An in vitro MRI experiment was performed using a Trio Tim 3.0 T MRI instrument (Siemens AG SI, Erlangen, Germany) at room temperature. T₂-weighted images were acquired using the turbo-spin echo (TSE) sequence with the following parameters: head surface coil, axial scanning, TR = 5000 ms, and TE = 93 ms. The solutions of SPIO-loaded PCPZL micelles containing different Fe concentrations (0, 0.625, 1.25, 2.5, 5, 10, and 20 μg mL⁻¹) were prepared in ultrapure water and then placed in 1.5 mL centrifuge tubes for MRI scanning.

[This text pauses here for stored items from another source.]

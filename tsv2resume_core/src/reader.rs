use std::io::Read;
use std::path::Path;

use csv::ReaderBuilder;
use tracing::debug;

use crate::ResumeError;
use crate::ResumeResult;
use crate::model::RawRow;

/// Read tab-separated records from `reader`. The first record is a header
/// and is discarded; records may have any number of fields.
pub fn read_tsv(reader: impl Read) -> ResumeResult<Vec<RawRow>> {
	let mut reader = ReaderBuilder::new()
		.delimiter(b'\t')
		.quote(b'"')
		.double_quote(true)
		.has_headers(true)
		.flexible(true)
		.from_reader(reader);

	let mut rows = vec![];
	for record in reader.records() {
		let record = record?;
		rows.push(RawRow::from_fields(record.iter()));
	}

	debug!(count = rows.len(), "read input rows");
	Ok(rows)
}

/// Read the tab-separated file at `path`.
pub fn read_tsv_file(path: &Path) -> ResumeResult<Vec<RawRow>> {
	if !path.is_file() {
		return Err(ResumeError::InputNotFound {
			path: path.display().to_string(),
		});
	}

	let file = std::fs::File::open(path)?;
	read_tsv(file)
}
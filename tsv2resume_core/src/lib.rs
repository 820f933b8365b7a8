//! `tsv2resume_core` turns a flat list of `(heading, content, meta)` records
//! into a tree of sections and renders that tree as a resume-style page.
//!
//! ## Processing Pipeline
//!
//! ```text
//! Tab-separated file
//!   → Reader (csv records → RawRow, header discarded)
//!   → Classifier (SECTION / HIDDEN sentinels → RowKind)
//!   → Section builder (RowKind transitions → Sections)
//!   → Renderer (Sections → body markup, every field through the paragraph formatter)
//!   → Page shell (minijinja template wrapping title + body)
//! ```
//!
//! ## Input Conventions
//!
//! Only the first column is ever interpreted:
//!
//! - `SECTION: Name` starts a new section called `Name`.
//! - `HIDDEN` starts a collapsible block, closed unless `OPEN` follows. Rows
//!   with an empty heading are collected into it until the next heading.
//! - Any other heading starts a section of that name, unless it repeats the
//!   current section's name, in which case the row continues that section.
//! - Rows with an empty heading become a pair (when they have meta) or a
//!   description.
//!
//! ## Modules
//!
//! - [`config`] — Configuration loading from `tsv2resume.toml`.
//!
//! ## Quick Start
//!
//! ```rust
//! use tsv2resume_core::RawRow;
//! use tsv2resume_core::RenderOptions;
//! use tsv2resume_core::build_sections;
//! use tsv2resume_core::render;
//!
//! let sections = build_sections([
//! 	RawRow::new("SECTION: Work", "", ""),
//! 	RawRow::new("", "Engineer", "2020-2022"),
//! ]);
//! let body = render("Jane Doe", &sections, &RenderOptions::default());
//!
//! assert!(body.contains("<div class=\"line-meta\"><p>2020-2022</p></div>"));
//! ```

pub use builder::*;
pub use engine::*;
pub use error::*;
pub use lexer::*;
pub use model::*;
pub use page::*;
pub use paragraph::*;
pub use reader::*;
pub use render::*;
pub use sentinel::*;

mod builder;
pub mod config;
mod engine;
#[allow(unused_assignments)]
mod error;
mod lexer;
mod model;
mod page;
mod paragraph;
mod reader;
mod render;
mod sentinel;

2.10. In Vivo Mouse Liver and Liver Tumor Imaging

All animal procedures were performed according to the Guidelines for Care and Use of Laboratory Animals of Shantou University Medical College, and the experiments were approved by the Animal Ethics Committee of Shantou University Medical College (SUMC2016-200). For in vivo mouse liver imaging, healthy Kunming mice weighing 21–25 g were anesthetized using intraperitoneal (i.p.) injection of pentobarbital sodium and then intravenously injected with the SPIO contrast agent at a dose of 5 mg Fe/kg body weight via the tail vein. MRI scanning was performed before and 3, 15, 30, and 60 min after the administration of the magnetic micelles. T₂-weighted TSE images were acquired using a Trio Tim 3.0 T MRI instrument (Siemens AG SI, Germany) with the following scanning parameters: TR/TE = 4000/92 ms and slice thickness = 3 mm. After scanning, the images were transferred to an ADW4.4 workstation (GE Healthcare) to measure the MRI signal intensities in the regions of interest.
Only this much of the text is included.